In the early months of 2020, cybercriminals orchestrated a ransomware attack on Blackbaud Inc., a cloud software company headquartered in Charleston, South Carolina that provides data collection and maintenance software solutions to non-profit organizations, foundations, educational institutions, faith communities, and healthcare organizations. Blackbaud’s services include collecting and storing personally identifiable information (PII) and protected health information (PHI) from its customers’ donors, patients, students, and congregants.
The ransomware attack resulted in the cybercriminals’ acquisition of PII and PHI stored in Blackbaud’s network. Following the discovery of the attack, a number of the constituents of Blackbaud’s customers filed suit against Blackbaud. The plaintiffs alleged the cyberattack resulted from Blackbaud’s “deficient security program” and that Blackbaud failed to comply with industry and regulatory standards by neglecting to implement security measures to mitigate the risk of cyber-threats.
In December 2020, all of the suits filed against Blackbaud in federal court were consolidated into a single multi-district litigation action in the United States District Court for the District of South Carolina.
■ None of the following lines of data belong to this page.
//! Lookup metrics.
//!
//! Counts how each resolution was satisfied: from the active language, from
//! the fallback language, or not at all (the raw key was returned). Counting
//! never changes what the resolver returns.

use serde::Serialize;
use std::sync::atomic::{AtomicUsize, Ordering};
use std::sync::OnceLock;

/// How a single lookup was satisfied.
#[derive(Debug, Clone, Copy, PartialEq, Eq)]
pub enum LookupOutcome {
    /// Found in the active language tree
    Active,

    /// Missing from the active tree, found in the fallback tree
    Fallback,

    /// Found in neither tree; the key itself was returned
    Missing,
}

/// Global lookup metrics singleton.
pub struct LookupMetrics {
    /// Lookups answered by the active language
    active_hits: AtomicUsize,

    /// Lookups answered by the fallback language
    fallback_hits: AtomicUsize,

    /// Lookups that returned the raw key
    misses: AtomicUsize,
}

/// Global metrics instance (initialized lazily)
static METRICS: OnceLock<LookupMetrics> = OnceLock::new();

impl LookupMetrics {
    /// Get the global lookup metrics instance.
    pub fn global() -> &'static LookupMetrics {
        METRICS.get_or_init(|| LookupMetrics {
            active_hits: AtomicUsize::new(0),
            fallback_hits: AtomicUsize::new(0),
            misses: AtomicUsize::new(0),
        })
    }

    /// Record the outcome of one lookup.
    pub fn record(&self, outcome: LookupOutcome) {
        let counter = match outcome {
            LookupOutcome::Active => &self.active_hits,
            LookupOutcome::Fallback => &self.fallback_hits,
            LookupOutcome::Missing => &self.misses,
        };
        counter.fetch_add(1, Ordering::Relaxed);
    }

    pub fn active_hits(&self) -> usize {
        self.active_hits.load(Ordering::Relaxed)
    }

    pub fn fallback_hits(&self) -> usize {
        self.fallback_hits.load(Ordering::Relaxed)
    }

    pub fn misses(&self) -> usize {
        self.misses.load(Ordering::Relaxed)
    }

    /// Generate a metrics report.
    pub fn report(&self) -> MetricsReport {
        let active = self.active_hits();
        let fallback = self.fallback_hits();
        let misses = self.misses();
        let total = active + fallback + misses;

        let percent = |count: usize| {
            if total > 0 {
                (count as f64 / total as f64) * 100.0
            } else {
                0.0
            }
        };

        MetricsReport {
            lookups: total,
            active_hits: active,
            fallback_hits: fallback,
            misses,
            fallback_rate: percent(fallback),
            miss_rate: percent(misses),
        }
    }

    /// Reset all metrics to zero (useful for testing).
    #[cfg(test)]
    pub fn reset(&self) {
        self.active_hits.store(0, Ordering::Relaxed);
        self.fallback_hits.store(0, Ordering::Relaxed);
        self.misses.store(0, Ordering::Relaxed);
    }
}

/// Metrics report containing current lookup statistics.
#[derive(Debug, Clone, Serialize)]
pub struct MetricsReport {
    /// Total lookups recorded
    pub lookups: usize,

    /// Lookups answered by the active language
    pub active_hits: usize,

    /// Lookups answered by the fallback language
    pub fallback_hits: usize,

    /// Lookups that returned the raw key
    pub misses: usize,

    /// Fallback share as a percentage (0-100)
    pub fallback_rate: f64,

    /// Miss share as a percentage (0-100)
    pub miss_rate: f64,
}

#[cfg(test)]
mod tests {
    use super::*;
    use serial_test::serial;

    fn reset_metrics() {
        LookupMetrics::global().reset();
    }

    // ==================== Counter Tests ====================

    #[test]
    #[serial]
    fn test_record_each_outcome() {
        reset_metrics();
        let metrics = LookupMetrics::global();

        metrics.record(LookupOutcome::Active);
        metrics.record(LookupOutcome::Active);
        metrics.record(LookupOutcome::Fallback);
        metrics.record(LookupOutcome::Missing);

        assert_eq!(metrics.active_hits(), 2);
        assert_eq!(metrics.fallback_hits(), 1);
        assert_eq!(metrics.misses(), 1);
    }

    // ==================== Report Tests ====================

    #[test]
    #[serial]
    fn test_report_empty() {
        reset_metrics();
        let report = LookupMetrics::global().report();

        assert_eq!(report.lookups, 0);
        assert_eq!(report.fallback_rate, 0.0);
        assert_eq!(report.miss_rate, 0.0);
    }

    #[test]
    #[serial]
    fn test_report_rates() {
        reset_metrics();
        let metrics = LookupMetrics::global();

        // 2 active, 1 fallback, 1 miss = 25% fallback, 25% miss
        metrics.record(LookupOutcome::Active);
        metrics.record(LookupOutcome::Active);
        metrics.record(LookupOutcome::Fallback);
        metrics.record(LookupOutcome::Missing);

        let report = metrics.report();
        assert_eq!(report.lookups, 4);
        assert_eq!(report.fallback_rate, 25.0);
        assert_eq!(report.miss_rate, 25.0);
    }

    #[test]
    #[serial]
    fn test_report_serializes_to_json() {
        reset_metrics();
        LookupMetrics::global().record(LookupOutcome::Missing);

        let json = serde_json::to_value(LookupMetrics::global().report())
            .expect("Should serialize");
        assert_eq!(json["misses"], 1);
        assert_eq!(json["miss_rate"], 100.0);
    }

    // ==================== Singleton Tests ====================

    #[test]
    fn test_global_returns_same_instance() {
        let metrics1 = LookupMetrics::global();
        let metrics2 = LookupMetrics::global();

        assert!(std::ptr::eq(metrics1, metrics2));
    }
}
The District of South Carolina’s Ruling
On October 19, 2021, the court denied Blackbaud’s motion to dismiss plaintiffs’ negligence and gross negligence claims. In its motion to dismiss, Blackbaud argued that because the plaintiffs – constituents of Blackbaud’s customers – were third-parties with no direct relationship to Blackbaud, Blackbaud did not owe plaintiffs a common law duty of care, and so their negligence claims failed as a matter of law.
The court disagreed. Relying on the analysis in Shaw v. Psychmedics Corp., the court found that because Blackbaud’s customers “use its services to collect and protect” the information of third-parties, the contractual relationship between Blackbaud and its customers “support recognition of a duty” to the plaintiffs.
Further, despite Blackbaud’s argument that its status as a software-as-a-service provider meant that its customers had primary control over the plaintiffs’ data, the court found that Blackbaud “still has the greatest amount of control over the security of the data that is stored” and was therefore “in the best position to prevent harm associated with a data breach to its systems.” As a result, the court held that the plaintiffs had established a special relationship “sufficient to impose a common law duty arising from Blackbaud’s contracts” with its customers.
Implications for SaaS Providers
SaaS providers should be wary of attempting to avoid liability to their customers’ users by arguing that their customers are primarily responsible for the security of the users’ data. Further, common law claims such as those at issue in this case can create difficulty obtaining dismissal of claims of individuals without a contractual relationship with the SaaS provider. SaaS providers should take note of this precedent and stay focused on maintaining up-to-date and effective security measures to protect the sensitive information with which they are entrusted, regardless of whether the individuals’ relationships are directly with the SaaS provider or not.
Adams and Reese’s Privacy, Cybersecurity, and Data Management team will continue to monitor the latest developments in the areas of data breach litigation and information security.